**Instructions to follow:** Only lines holding the word "appends" are wanted from the records; copy all of them.

**Exercise materials:**
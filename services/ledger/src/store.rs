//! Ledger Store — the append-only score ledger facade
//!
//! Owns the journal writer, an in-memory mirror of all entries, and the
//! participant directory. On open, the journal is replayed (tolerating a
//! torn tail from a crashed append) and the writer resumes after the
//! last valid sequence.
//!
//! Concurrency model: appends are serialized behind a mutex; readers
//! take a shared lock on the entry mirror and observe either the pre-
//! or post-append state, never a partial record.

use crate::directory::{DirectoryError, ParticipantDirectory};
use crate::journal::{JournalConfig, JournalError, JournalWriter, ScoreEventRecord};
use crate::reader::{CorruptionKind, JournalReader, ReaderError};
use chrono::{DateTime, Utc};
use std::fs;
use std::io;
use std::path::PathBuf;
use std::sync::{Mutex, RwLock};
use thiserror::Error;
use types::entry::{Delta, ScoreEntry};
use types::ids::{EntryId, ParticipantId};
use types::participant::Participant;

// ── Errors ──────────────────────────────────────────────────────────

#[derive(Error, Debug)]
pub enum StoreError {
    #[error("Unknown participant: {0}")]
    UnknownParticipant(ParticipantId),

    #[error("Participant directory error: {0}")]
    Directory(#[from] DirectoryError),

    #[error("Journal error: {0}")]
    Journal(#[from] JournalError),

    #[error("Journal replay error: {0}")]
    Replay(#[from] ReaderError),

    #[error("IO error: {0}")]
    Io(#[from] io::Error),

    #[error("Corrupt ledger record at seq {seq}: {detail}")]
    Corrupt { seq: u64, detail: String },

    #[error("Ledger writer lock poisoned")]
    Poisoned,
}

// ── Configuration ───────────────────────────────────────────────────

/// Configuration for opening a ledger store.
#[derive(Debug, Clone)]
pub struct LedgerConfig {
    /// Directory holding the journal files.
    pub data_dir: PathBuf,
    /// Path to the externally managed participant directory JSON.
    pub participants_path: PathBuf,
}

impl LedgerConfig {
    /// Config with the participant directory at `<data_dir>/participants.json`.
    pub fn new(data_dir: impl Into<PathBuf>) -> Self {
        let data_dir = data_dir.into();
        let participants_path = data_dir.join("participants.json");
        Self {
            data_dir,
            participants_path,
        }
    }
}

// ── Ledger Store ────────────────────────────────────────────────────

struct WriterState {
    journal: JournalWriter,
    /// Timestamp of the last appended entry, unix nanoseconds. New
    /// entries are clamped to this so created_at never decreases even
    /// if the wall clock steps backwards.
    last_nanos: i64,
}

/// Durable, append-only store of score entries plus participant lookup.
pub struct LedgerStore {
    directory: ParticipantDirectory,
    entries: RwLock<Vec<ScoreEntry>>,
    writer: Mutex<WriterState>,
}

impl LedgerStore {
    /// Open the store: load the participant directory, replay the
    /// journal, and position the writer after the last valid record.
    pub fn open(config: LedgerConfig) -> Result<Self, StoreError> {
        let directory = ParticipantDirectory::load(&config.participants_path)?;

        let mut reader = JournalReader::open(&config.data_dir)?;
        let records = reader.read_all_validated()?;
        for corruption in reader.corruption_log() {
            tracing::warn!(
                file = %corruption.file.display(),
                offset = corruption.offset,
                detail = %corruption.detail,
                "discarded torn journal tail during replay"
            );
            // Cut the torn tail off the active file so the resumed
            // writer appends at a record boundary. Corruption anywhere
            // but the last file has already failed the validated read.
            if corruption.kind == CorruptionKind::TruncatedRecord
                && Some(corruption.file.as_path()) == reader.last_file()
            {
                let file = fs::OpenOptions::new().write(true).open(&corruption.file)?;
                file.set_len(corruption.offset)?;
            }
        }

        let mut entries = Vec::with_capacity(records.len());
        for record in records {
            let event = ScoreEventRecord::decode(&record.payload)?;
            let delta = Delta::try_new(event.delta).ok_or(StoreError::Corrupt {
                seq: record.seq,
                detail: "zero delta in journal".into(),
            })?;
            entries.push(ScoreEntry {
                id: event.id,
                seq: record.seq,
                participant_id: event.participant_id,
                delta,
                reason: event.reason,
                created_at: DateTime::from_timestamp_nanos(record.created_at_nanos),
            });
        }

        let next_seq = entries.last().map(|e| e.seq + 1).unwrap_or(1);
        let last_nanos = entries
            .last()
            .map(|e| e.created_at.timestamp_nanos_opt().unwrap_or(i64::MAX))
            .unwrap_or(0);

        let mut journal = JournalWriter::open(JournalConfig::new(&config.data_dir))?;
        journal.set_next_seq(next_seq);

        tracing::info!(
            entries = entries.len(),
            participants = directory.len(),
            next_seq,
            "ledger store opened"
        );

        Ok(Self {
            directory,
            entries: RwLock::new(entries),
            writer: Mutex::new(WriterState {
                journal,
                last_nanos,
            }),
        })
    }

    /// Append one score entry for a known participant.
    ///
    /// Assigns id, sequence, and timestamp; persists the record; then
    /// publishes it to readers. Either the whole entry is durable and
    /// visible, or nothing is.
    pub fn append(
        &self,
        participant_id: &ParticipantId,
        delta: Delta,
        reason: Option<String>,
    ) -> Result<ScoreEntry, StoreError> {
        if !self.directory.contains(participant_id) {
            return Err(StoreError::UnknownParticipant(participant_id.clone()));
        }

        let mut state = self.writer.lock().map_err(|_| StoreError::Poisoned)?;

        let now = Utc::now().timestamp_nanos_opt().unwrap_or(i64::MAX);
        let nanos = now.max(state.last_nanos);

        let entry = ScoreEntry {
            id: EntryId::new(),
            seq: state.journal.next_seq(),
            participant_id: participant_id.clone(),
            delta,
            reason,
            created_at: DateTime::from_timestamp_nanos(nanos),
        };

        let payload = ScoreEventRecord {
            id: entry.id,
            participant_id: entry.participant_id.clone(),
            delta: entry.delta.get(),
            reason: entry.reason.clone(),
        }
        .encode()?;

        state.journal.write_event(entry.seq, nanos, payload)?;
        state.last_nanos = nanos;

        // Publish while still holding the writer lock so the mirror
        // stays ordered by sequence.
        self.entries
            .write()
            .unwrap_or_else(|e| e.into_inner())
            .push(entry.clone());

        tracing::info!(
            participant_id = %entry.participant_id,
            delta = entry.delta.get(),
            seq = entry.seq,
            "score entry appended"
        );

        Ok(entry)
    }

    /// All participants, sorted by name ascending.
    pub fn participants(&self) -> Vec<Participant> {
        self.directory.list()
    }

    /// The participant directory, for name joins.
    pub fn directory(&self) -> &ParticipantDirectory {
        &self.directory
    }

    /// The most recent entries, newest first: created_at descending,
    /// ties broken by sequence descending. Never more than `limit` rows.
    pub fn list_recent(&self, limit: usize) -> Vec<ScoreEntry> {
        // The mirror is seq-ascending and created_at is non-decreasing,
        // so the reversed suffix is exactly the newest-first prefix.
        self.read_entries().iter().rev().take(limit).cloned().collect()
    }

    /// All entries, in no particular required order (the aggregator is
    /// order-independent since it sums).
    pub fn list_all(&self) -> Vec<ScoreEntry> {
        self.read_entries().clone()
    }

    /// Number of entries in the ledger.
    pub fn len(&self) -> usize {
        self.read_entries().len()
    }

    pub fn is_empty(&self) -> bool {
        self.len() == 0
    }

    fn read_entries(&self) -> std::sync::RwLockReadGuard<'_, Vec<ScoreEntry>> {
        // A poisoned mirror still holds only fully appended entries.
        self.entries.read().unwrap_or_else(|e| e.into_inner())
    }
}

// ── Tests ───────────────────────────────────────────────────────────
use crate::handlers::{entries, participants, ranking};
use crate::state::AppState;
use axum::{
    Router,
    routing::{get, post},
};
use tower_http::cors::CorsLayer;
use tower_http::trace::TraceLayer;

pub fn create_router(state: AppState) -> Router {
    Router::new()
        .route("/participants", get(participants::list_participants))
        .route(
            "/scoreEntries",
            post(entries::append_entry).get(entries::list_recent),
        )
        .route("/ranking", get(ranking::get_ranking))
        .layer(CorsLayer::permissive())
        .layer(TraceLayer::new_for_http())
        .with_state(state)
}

**Finished task:**
//! Concurrency model: appends are serialized behind a mutex; readers
            // writer appends at a record boundary. Corruption anywhere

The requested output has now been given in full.